| EXERCISE |
Set down, character for character, everything in the records below from the line holding "# Directory Structure" down to the line holding "to a data directory.", and no other line.

| ENTRIES SUPPLIED |

▼▼▼

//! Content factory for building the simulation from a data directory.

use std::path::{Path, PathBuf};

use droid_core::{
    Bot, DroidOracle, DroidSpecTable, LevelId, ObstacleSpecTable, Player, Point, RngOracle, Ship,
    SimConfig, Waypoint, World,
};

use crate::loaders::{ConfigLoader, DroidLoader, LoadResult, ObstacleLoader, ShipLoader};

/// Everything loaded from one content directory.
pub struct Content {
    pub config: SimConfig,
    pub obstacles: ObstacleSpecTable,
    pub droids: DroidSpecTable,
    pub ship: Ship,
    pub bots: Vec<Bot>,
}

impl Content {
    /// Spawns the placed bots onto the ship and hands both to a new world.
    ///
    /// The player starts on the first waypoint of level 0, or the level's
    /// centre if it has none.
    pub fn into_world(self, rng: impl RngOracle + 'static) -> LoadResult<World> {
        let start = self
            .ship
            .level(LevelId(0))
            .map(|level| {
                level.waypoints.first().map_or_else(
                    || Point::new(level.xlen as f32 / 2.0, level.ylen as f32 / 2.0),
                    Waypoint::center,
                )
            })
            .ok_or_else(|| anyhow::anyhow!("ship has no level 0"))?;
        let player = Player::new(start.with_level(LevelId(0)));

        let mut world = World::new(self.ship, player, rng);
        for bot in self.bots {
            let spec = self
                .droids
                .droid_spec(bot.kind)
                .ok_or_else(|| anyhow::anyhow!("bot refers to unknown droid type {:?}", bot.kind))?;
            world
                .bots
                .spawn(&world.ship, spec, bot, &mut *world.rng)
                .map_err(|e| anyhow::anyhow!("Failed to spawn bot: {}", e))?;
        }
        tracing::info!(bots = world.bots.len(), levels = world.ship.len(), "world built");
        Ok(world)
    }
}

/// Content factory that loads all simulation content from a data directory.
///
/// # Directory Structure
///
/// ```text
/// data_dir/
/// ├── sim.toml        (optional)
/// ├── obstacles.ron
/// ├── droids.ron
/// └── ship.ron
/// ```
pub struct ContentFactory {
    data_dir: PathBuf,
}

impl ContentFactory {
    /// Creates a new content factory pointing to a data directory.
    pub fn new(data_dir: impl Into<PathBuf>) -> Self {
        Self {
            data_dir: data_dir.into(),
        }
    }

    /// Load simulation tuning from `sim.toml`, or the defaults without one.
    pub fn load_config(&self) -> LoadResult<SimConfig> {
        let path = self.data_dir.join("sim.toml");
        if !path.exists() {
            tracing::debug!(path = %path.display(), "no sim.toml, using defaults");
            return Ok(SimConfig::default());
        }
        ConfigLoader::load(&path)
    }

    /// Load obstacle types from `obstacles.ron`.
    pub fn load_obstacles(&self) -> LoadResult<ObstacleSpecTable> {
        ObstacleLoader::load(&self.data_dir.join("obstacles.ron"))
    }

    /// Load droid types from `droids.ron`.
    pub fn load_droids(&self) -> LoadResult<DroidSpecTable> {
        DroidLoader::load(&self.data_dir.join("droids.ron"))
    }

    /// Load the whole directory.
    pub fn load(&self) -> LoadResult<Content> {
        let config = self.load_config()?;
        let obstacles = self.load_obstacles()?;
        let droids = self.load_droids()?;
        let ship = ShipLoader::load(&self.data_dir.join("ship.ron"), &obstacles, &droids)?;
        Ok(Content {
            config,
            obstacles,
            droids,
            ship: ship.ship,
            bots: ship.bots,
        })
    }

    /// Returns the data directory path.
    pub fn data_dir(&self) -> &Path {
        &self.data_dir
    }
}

▲▲▲
▼▼▼

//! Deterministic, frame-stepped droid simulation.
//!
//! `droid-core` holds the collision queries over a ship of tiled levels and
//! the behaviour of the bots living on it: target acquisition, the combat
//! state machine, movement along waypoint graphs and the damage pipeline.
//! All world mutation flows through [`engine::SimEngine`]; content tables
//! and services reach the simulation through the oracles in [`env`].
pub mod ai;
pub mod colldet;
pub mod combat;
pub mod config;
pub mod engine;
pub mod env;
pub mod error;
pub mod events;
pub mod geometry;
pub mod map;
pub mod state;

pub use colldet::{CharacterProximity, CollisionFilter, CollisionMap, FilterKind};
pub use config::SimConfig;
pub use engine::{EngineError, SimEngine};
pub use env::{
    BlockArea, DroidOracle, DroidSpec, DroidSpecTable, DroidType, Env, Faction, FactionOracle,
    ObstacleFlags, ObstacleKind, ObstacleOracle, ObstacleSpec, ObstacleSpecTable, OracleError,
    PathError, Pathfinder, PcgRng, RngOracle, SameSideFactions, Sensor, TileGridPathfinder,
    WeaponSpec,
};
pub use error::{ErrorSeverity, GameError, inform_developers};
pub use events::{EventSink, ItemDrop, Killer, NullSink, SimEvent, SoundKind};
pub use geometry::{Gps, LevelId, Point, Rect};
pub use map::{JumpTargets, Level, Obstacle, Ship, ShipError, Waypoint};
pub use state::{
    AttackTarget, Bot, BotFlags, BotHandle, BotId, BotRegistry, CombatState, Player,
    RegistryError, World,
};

▲▲▲

| EXERCISE RESULT |
/// # Directory Structure
///
/// ```text
/// data_dir/
/// ├── sim.toml        (optional)
/// ├── obstacles.ron
/// ├── droids.ron
/// └── ship.ron
/// ```
pub struct ContentFactory {
    data_dir: PathBuf,
}

impl ContentFactory {
    /// Creates a new content factory pointing to a data directory.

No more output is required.